┌──

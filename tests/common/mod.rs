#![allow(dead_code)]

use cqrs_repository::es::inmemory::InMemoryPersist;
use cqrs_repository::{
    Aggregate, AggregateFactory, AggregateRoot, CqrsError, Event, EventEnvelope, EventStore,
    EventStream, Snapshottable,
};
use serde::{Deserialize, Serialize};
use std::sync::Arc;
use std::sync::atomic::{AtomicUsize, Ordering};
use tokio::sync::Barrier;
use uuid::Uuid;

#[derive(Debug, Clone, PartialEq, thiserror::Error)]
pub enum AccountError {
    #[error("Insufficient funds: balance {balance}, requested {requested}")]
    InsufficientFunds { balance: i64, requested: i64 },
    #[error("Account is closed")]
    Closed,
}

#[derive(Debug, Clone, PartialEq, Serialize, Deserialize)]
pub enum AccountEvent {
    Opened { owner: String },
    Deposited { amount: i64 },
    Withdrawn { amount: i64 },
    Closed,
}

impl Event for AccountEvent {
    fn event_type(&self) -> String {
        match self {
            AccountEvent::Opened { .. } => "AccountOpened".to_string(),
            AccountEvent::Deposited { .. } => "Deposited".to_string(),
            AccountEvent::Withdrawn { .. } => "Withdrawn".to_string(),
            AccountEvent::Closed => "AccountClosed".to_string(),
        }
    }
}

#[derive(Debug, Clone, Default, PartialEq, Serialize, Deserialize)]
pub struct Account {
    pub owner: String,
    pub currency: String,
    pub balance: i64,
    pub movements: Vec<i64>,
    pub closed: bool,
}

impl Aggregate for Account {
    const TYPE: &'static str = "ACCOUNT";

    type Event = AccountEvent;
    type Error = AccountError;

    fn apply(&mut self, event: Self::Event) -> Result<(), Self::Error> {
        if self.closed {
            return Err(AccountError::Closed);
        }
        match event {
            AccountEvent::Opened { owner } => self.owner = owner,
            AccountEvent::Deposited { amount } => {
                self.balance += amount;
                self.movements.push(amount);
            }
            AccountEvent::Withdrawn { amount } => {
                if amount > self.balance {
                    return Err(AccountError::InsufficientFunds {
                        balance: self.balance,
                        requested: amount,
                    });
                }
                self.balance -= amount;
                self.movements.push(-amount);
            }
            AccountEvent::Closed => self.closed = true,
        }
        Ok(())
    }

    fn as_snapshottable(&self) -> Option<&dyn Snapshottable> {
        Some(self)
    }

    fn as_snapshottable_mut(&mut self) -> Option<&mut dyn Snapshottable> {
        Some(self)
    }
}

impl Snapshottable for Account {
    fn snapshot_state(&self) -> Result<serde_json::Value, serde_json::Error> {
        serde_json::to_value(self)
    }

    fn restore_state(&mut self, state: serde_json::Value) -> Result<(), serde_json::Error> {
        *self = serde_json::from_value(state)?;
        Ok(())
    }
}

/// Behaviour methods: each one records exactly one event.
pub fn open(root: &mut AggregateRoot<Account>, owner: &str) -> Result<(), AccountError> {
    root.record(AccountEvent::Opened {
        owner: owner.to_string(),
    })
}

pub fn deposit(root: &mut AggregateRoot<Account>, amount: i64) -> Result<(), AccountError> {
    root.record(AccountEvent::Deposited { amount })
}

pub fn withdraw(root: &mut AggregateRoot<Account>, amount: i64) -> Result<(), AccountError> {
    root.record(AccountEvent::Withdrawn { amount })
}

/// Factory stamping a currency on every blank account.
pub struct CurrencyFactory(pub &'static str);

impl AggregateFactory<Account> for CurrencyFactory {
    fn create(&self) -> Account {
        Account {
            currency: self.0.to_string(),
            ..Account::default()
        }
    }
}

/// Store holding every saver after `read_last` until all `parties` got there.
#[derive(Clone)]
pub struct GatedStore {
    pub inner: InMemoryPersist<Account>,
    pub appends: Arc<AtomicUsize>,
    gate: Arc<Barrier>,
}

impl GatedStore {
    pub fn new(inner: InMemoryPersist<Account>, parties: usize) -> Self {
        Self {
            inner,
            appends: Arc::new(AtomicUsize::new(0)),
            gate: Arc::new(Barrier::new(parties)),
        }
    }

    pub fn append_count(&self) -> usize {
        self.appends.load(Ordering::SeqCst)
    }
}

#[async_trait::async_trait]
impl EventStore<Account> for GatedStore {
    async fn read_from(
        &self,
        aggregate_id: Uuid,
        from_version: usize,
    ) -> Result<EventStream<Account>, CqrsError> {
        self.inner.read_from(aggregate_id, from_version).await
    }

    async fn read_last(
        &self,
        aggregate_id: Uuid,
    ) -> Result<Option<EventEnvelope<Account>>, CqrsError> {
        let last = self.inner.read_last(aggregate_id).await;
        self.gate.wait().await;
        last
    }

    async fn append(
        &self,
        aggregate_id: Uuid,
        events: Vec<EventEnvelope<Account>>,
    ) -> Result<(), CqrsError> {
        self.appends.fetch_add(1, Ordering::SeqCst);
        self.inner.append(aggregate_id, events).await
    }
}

└──

Everything in the data above should be set down again precisely.

▶ _Answer to the exercise_
filename tests/common/mod.rs
#![allow(dead_code)]

use cqrs_repository::es::inmemory::InMemoryPersist;
use cqrs_repository::{
    Aggregate, AggregateFactory, AggregateRoot, CqrsError, Event, EventEnvelope, EventStore,
    EventStream, Snapshottable,
};
use serde::{Deserialize, Serialize};
use std::sync::Arc;
use std::sync::atomic::{AtomicUsize, Ordering};
use tokio::sync::Barrier;
use uuid::Uuid;

#[derive(Debug, Clone, PartialEq, thiserror::Error)]
pub enum AccountError {
    #[error("Insufficient funds: balance {balance}, requested {requested}")]
    InsufficientFunds { balance: i64, requested: i64 },
    #[error("Account is closed")]
    Closed,
}

#[derive(Debug, Clone, PartialEq, Serialize, Deserialize)]
pub enum AccountEvent {
    Opened { owner: String },
    Deposited { amount: i64 },
    Withdrawn { amount: i64 },
    Closed,
}

impl Event for AccountEvent {
    fn event_type(&self) -> String {
        match self {
            AccountEvent::Opened { .. } => "AccountOpened".to_string(),
            AccountEvent::Deposited { .. } => "Deposited".to_string(),
            AccountEvent::Withdrawn { .. } => "Withdrawn".to_string(),
            AccountEvent::Closed => "AccountClosed".to_string(),
        }
    }
}

#[derive(Debug, Clone, Default, PartialEq, Serialize, Deserialize)]
pub struct Account {
    pub owner: String,
    pub currency: String,
    pub balance: i64,
    pub movements: Vec<i64>,
    pub closed: bool,
}

impl Aggregate for Account {
    const TYPE: &'static str = "ACCOUNT";

    type Event = AccountEvent;
    type Error = AccountError;

    fn apply(&mut self, event: Self::Event) -> Result<(), Self::Error> {
        if self.closed {
            return Err(AccountError::Closed);
        }
        match event {
            AccountEvent::Opened { owner } => self.owner = owner,
            AccountEvent::Deposited { amount } => {
                self.balance += amount;
                self.movements.push(amount);
            }
            AccountEvent::Withdrawn { amount } => {
                if amount > self.balance {
                    return Err(AccountError::InsufficientFunds {
                        balance: self.balance,
                        requested: amount,
                    });
                }
                self.balance -= amount;
                self.movements.push(-amount);
            }
            AccountEvent::Closed => self.closed = true,
        }
        Ok(())
    }

    fn as_snapshottable(&self) -> Option<&dyn Snapshottable> {
        Some(self)
    }

    fn as_snapshottable_mut(&mut self) -> Option<&mut dyn Snapshottable> {
        Some(self)
    }
}

impl Snapshottable for Account {
    fn snapshot_state(&self) -> Result<serde_json::Value, serde_json::Error> {
        serde_json::to_value(self)
    }

    fn restore_state(&mut self, state: serde_json::Value) -> Result<(), serde_json::Error> {
        *self = serde_json::from_value(state)?;
        Ok(())
    }
}

/// Behaviour methods: each one records exactly one event.
pub fn open(root: &mut AggregateRoot<Account>, owner: &str) -> Result<(), AccountError> {
    root.record(AccountEvent::Opened {
        owner: owner.to_string(),
    })
}

pub fn deposit(root: &mut AggregateRoot<Account>, amount: i64) -> Result<(), AccountError> {
    root.record(AccountEvent::Deposited { amount })
}

pub fn withdraw(root: &mut AggregateRoot<Account>, amount: i64) -> Result<(), AccountError> {
    root.record(AccountEvent::Withdrawn { amount })
}

/// Factory stamping a currency on every blank account.
pub struct CurrencyFactory(pub &'static str);

impl AggregateFactory<Account> for CurrencyFactory {
    fn create(&self) -> Account {
        Account {
            currency: self.0.to_string(),
            ..Account::default()
        }
    }
}

/// Store holding every saver after `read_last` until all `parties` got there.
#[derive(Clone)]
pub struct GatedStore {
    pub inner: InMemoryPersist<Account>,
    pub appends: Arc<AtomicUsize>,
    gate: Arc<Barrier>,
}

impl GatedStore {
    pub fn new(inner: InMemoryPersist<Account>, parties: usize) -> Self {
        Self {
            inner,
            appends: Arc::new(AtomicUsize::new(0)),
            gate: Arc::new(Barrier::new(parties)),
        }
    }

    pub fn append_count(&self) -> usize {
        self.appends.load(Ordering::SeqCst)
    }
}

#[async_trait::async_trait]
impl EventStore<Account> for GatedStore {
    async fn read_from(
        &self,
        aggregate_id: Uuid,
        from_version: usize,
    ) -> Result<EventStream<Account>, CqrsError> {
        self.inner.read_from(aggregate_id, from_version).await
    }

    async fn read_last(
        &self,
        aggregate_id: Uuid,
    ) -> Result<Option<EventEnvelope<Account>>, CqrsError> {
        let last = self.inner.read_last(aggregate_id).await;
        self.gate.wait().await;
        last
    }

    async fn append(
        &self,
        aggregate_id: Uuid,
        events: Vec<EventEnvelope<Account>>,
    ) -> Result<(), CqrsError> {
        self.appends.fetch_add(1, Ordering::SeqCst);
        self.inner.append(aggregate_id, events).await
    }
}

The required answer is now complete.